The same goes for Jeremy Clarkson. Again, total wanker. But nobody could have seen his TV appearance on the One Show and felt that he actually believed or advocated that strikers should be shot. His body language and tone of voice made it plain he was indulging in hyperbole with the object of being humorous. Exaggerated polemic should not be banned, or even censured. The real problem here is balance. Very right wing polemicists are very often allowed free rein to mouth off on broadcast media. On TV, opposing polemicists (like, err, me) are strictly banned. On radio, George Galloway on Talk Sport is pretty well a lone example. Personally I welcome the vigour of Clarkson’s expression – if only someone equally firm were allowed on to argue with him.

Finally, I am going to defend Herman Cain. No longer a candidate, and his tax and other policies were completely barking mad, therefore pretty mainstream Republican. But I saw very little wrong in anything he was alleged to have done in his love life. One woman alleged that he made a physical advance – put his hand on her leg – towards her in his car, after a dinner where she had asked him for help. It seems to me his behaviour was perfectly normal, and the important thing is she asked him to stop, and he did stop. If men were not allowed to make such advances, the human race would die out. Desisting once it is plain your advances are unwelcome is the important thing. The long term affair alleged was entirely mutual and consenting. Chatting up employees is tasteless, but ought not be a crime.

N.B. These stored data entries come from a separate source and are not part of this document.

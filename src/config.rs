//! Resolver configuration.
//!
//! Loaded once at startup (YAML file, then `CAPLINK_*` environment
//! overrides) and handed to the resolver, which keeps an immutable copy.
//!
//! ```yaml
//! cache:
//!   max_size: 1000
//!   capability_ttl_ms: 300000
//! selection:
//!   default_algorithm: round_robin
//! scoring:
//!   weights: { performance: 0.4, compatibility: 0.3, stability: 0.2, load: 0.1 }
//! ```

use std::path::{Path, PathBuf};
use std::time::Duration;

use serde::{Deserialize, Serialize};

use crate::capabilities::SelectionAlgorithm;
use crate::errors::ConfigError;

/// Top-level resolver configuration.
#[derive(Debug, Clone, Default, PartialEq, Serialize, Deserialize)]
#[serde(default)]
pub struct ResolverConfig {
    pub cache: CacheConfig,
    pub selection: SelectionConfig,
    pub scoring: ScoringConfig,
    pub cycles: CycleConfig,
    pub store: StoreConfig,
    pub gap: GapConfig,
    pub file_paths: FilePathConfig,
    pub monitoring: MonitoringConfig,
    pub targets: PerformanceTargets,
}

#[derive(Debug, Clone, PartialEq, Serialize, Deserialize)]
#[serde(default)]
pub struct CacheConfig {
    pub max_size: usize,
    pub capability_ttl_ms: u64,
    /// File locations change rarely, so they live longer.
    pub file_path_ttl_ms: u64,
}

impl Default for CacheConfig {
    fn default() -> Self {
        Self {
            max_size: 1000,
            capability_ttl_ms: 300_000,
            file_path_ttl_ms: 600_000,
        }
    }
}

#[derive(Debug, Clone, PartialEq, Serialize, Deserialize)]
#[serde(default)]
pub struct SelectionConfig {
    pub default_algorithm: SelectionAlgorithm,
    pub load_balancing: bool,
    /// Candidates within this fraction of the best score share the pick.
    pub near_best_tolerance: f64,
}

impl Default for SelectionConfig {
    fn default() -> Self {
        Self {
            default_algorithm: SelectionAlgorithm::WeightedPerformance,
            load_balancing: true,
            near_best_tolerance: 0.05,
        }
    }
}

/// Composite score weights. Must be non-negative and sum to 1.0.
#[derive(Debug, Clone, Copy, PartialEq, Serialize, Deserialize)]
#[serde(default)]
pub struct ScoreWeights {
    pub performance: f64,
    pub compatibility: f64,
    pub stability: f64,
    pub load: f64,
}

impl Default for ScoreWeights {
    fn default() -> Self {
        Self {
            performance: 0.4,
            compatibility: 0.3,
            stability: 0.2,
            load: 0.1,
        }
    }
}

impl ScoreWeights {
    pub fn sum(&self) -> f64 {
        self.performance + self.compatibility + self.stability + self.load
    }
}

#[derive(Debug, Clone, PartialEq, Serialize, Deserialize)]
#[serde(default)]
pub struct ScoringConfig {
    pub weights: ScoreWeights,
    pub stats_window_days: i64,
    /// Uptime below this floors the stability score toward 0.
    pub min_uptime: f64,
    /// Width of the band below `min_uptime` over which stability reaches 0.
    pub uptime_falloff: f64,
    pub target_response_ms: f64,
    pub target_throughput_per_min: f64,
    pub default_capacity: u32,
}

impl Default for ScoringConfig {
    fn default() -> Self {
        Self {
            weights: ScoreWeights::default(),
            stats_window_days: 7,
            min_uptime: 0.95,
            uptime_falloff: 0.10,
            target_response_ms: 1000.0,
            target_throughput_per_min: 60.0,
            default_capacity: 100,
        }
    }
}

#[derive(Debug, Clone, PartialEq, Serialize, Deserialize)]
#[serde(default)]
pub struct CycleConfig {
    pub max_depth: usize,
    pub lazy_initialization: bool,
    pub interface_injection: bool,
    pub provider_reorganization: bool,
}

impl Default for CycleConfig {
    fn default() -> Self {
        Self {
            max_depth: 10,
            lazy_initialization: true,
            interface_injection: true,
            provider_reorganization: true,
        }
    }
}

#[derive(Debug, Clone, PartialEq, Serialize, Deserialize)]
#[serde(default)]
pub struct StoreConfig {
    /// Latency a store call is expected to stay under; slower calls are logged.
    pub target_latency_ms: u64,
    /// Hard cap after which a store call counts as timed out.
    pub timeout_ms: u64,
    pub retry_backoff_ms: u64,
}

impl Default for StoreConfig {
    fn default() -> Self {
        Self {
            target_latency_ms: 50,
            timeout_ms: 2000,
            retry_backoff_ms: 25,
        }
    }
}

impl StoreConfig {
    pub fn timeout(&self) -> Duration {
        Duration::from_millis(self.timeout_ms)
    }

    pub fn backoff(&self) -> Duration {
        Duration::from_millis(self.retry_backoff_ms)
    }
}

#[derive(Debug, Clone, PartialEq, Serialize, Deserialize)]
#[serde(default)]
pub struct GapConfig {
    /// Delay before a known-but-providerless capability is re-checked.
    pub recovery_retry_ms: u64,
    pub auto_generation: bool,
    /// Capability name patterns forwarded to the generation queue.
    pub generation_patterns: Vec<String>,
}

impl Default for GapConfig {
    fn default() -> Self {
        Self {
            recovery_retry_ms: 30_000,
            auto_generation: true,
            generation_patterns: Vec::new(),
        }
    }
}

#[derive(Debug, Clone, PartialEq, Serialize, Deserialize)]
#[serde(default)]
pub struct FilePathConfig {
    /// Directories searched when constructing candidate paths.
    pub roots: Vec<PathBuf>,
    /// Extensions tried for each candidate, in order (`""` means as-is).
    pub extensions: Vec<String>,
}

impl Default for FilePathConfig {
    fn default() -> Self {
        Self {
            roots: vec![PathBuf::from(".")],
            extensions: vec![
                String::new(),
                ".yaml".to_string(),
                ".yml".to_string(),
                ".json".to_string(),
                ".md".to_string(),
            ],
        }
    }
}

/// Verbosity of binding monitoring.
#[derive(Debug, Clone, Copy, Default, PartialEq, Eq, Serialize, Deserialize)]
#[serde(rename_all = "lowercase")]
pub enum MonitoringLevel {
    Basic,
    #[default]
    Standard,
    Detailed,
}

#[derive(Debug, Clone, PartialEq, Serialize, Deserialize)]
#[serde(default)]
pub struct MonitoringConfig {
    pub enabled: bool,
    pub level: MonitoringLevel,
}

impl Default for MonitoringConfig {
    fn default() -> Self {
        Self {
            enabled: true,
            level: MonitoringLevel::Standard,
        }
    }
}

/// Service-level targets the metrics snapshot is checked against.
#[derive(Debug, Clone, PartialEq, Serialize, Deserialize)]
#[serde(default)]
pub struct PerformanceTargets {
    pub max_resolution_ms: f64,
    pub min_cache_hit_rate: f64,
    pub max_failure_rate: f64,
}

impl Default for PerformanceTargets {
    fn default() -> Self {
        Self {
            max_resolution_ms: 50.0,
            min_cache_hit_rate: 0.8,
            max_failure_rate: 0.01,
        }
    }
}

impl ResolverConfig {
    /// Parse a YAML document; missing fields keep their defaults.
    pub fn from_yaml_str(yaml: &str) -> Result<Self, ConfigError> {
        let config: ResolverConfig =
            serde_yaml::from_str(yaml).map_err(|e| ConfigError::Parse(e.to_string()))?;
        config.validate()?;
        Ok(config)
    }

    /// Load from a YAML file.
    pub fn from_file(path: impl AsRef<Path>) -> Result<Self, ConfigError> {
        let path = path.as_ref();
        let content = std::fs::read_to_string(path).map_err(|e| ConfigError::Io {
            path: path.display().to_string(),
            message: e.to_string(),
        })?;
        Self::from_yaml_str(&content)
    }

    /// Apply `CAPLINK_*` environment variables on top of the current values.
    pub fn apply_env_overrides(mut self) -> Result<Self, ConfigError> {
        self.apply_overrides(|key| std::env::var(key).ok())?;
        Ok(self)
    }

    fn apply_overrides<F>(&mut self, lookup: F) -> Result<(), ConfigError>
    where
        F: Fn(&str) -> Option<String>,
    {
        if let Some(v) = lookup("CAPLINK_CACHE_MAX_SIZE") {
            self.cache.max_size = parse_env("CAPLINK_CACHE_MAX_SIZE", &v)?;
        }
        if let Some(v) = lookup("CAPLINK_CACHE_TTL_MS") {
            self.cache.capability_ttl_ms = parse_env("CAPLINK_CACHE_TTL_MS", &v)?;
        }
        if let Some(v) = lookup("CAPLINK_FILE_PATH_TTL_MS") {
            self.cache.file_path_ttl_ms = parse_env("CAPLINK_FILE_PATH_TTL_MS", &v)?;
        }
        if let Some(v) = lookup("CAPLINK_ALGORITHM") {
            self.selection.default_algorithm =
                serde_yaml::from_str(&v).map_err(|_| ConfigError::Invalid {
                    field: "CAPLINK_ALGORITHM".to_string(),
                    message: format!("unknown selection algorithm '{}'", v),
                })?;
        }
        if let Some(v) = lookup("CAPLINK_LOAD_BALANCING") {
            self.selection.load_balancing = parse_env("CAPLINK_LOAD_BALANCING", &v)?;
        }
        if let Some(v) = lookup("CAPLINK_STORE_TIMEOUT_MS") {
            self.store.timeout_ms = parse_env("CAPLINK_STORE_TIMEOUT_MS", &v)?;
        }
        if let Some(v) = lookup("CAPLINK_MAX_DEPTH") {
            self.cycles.max_depth = parse_env("CAPLINK_MAX_DEPTH", &v)?;
        }
        self.validate()
    }

    /// Check cross-field invariants.
    pub fn validate(&self) -> Result<(), ConfigError> {
        let w = &self.scoring.weights;
        for (field, value) in [
            ("scoring.weights.performance", w.performance),
            ("scoring.weights.compatibility", w.compatibility),
            ("scoring.weights.stability", w.stability),
            ("scoring.weights.load", w.load),
        ] {
            if !(0.0..=1.0).contains(&value) {
                return Err(invalid(field, format!("{} outside [0,1]", value)));
            }
        }
        if (w.sum() - 1.0).abs() > 1e-6 {
            return Err(invalid(
                "scoring.weights",
                format!("weights sum to {}, expected 1.0", w.sum()),
            ));
        }
        if self.cache.max_size == 0 {
            return Err(invalid("cache.max_size", "must be positive".to_string()));
        }
        if self.store.timeout_ms == 0 {
            return Err(invalid("store.timeout_ms", "must be positive".to_string()));
        }
        if !(0.0..=1.0).contains(&self.selection.near_best_tolerance) {
            return Err(invalid(
                "selection.near_best_tolerance",
                "must be within [0,1]".to_string(),
            ));
        }
        if !(0.0..=1.0).contains(&self.scoring.min_uptime) || self.scoring.uptime_falloff <= 0.0 {
            return Err(invalid(
                "scoring.min_uptime",
                "min_uptime must be within [0,1] and uptime_falloff positive".to_string(),
            ));
        }
        if self.scoring.target_response_ms <= 0.0 || self.scoring.target_throughput_per_min <= 0.0
        {
            return Err(invalid("scoring", "targets must be positive".to_string()));
        }
        Ok(())
    }
}

fn invalid(field: &str, message: String) -> ConfigError {
    ConfigError::Invalid {
        field: field.to_string(),
        message,
    }
}

fn parse_env<T: std::str::FromStr>(key: &str, value: &str) -> Result<T, ConfigError> {
    value.trim().parse().map_err(|_| ConfigError::Invalid {
        field: key.to_string(),
        message: format!("cannot parse '{}'", value),
    })
}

Burley, Terry, Clarkson and Cain are all people of whom, in different ways, I do not approve and with whose views on life I am heartily at odds. But I don’t hold the view that only people who hold certain approved views should be able to wander round and function, or that we should all be limited to certain highly constrained social behaviours. They are all, in various ways, victims of galloping political correctness. I thought I would express some sympathy for them. Human beings have a right to be wrong, and sometimes foolish. It is part of the human condition.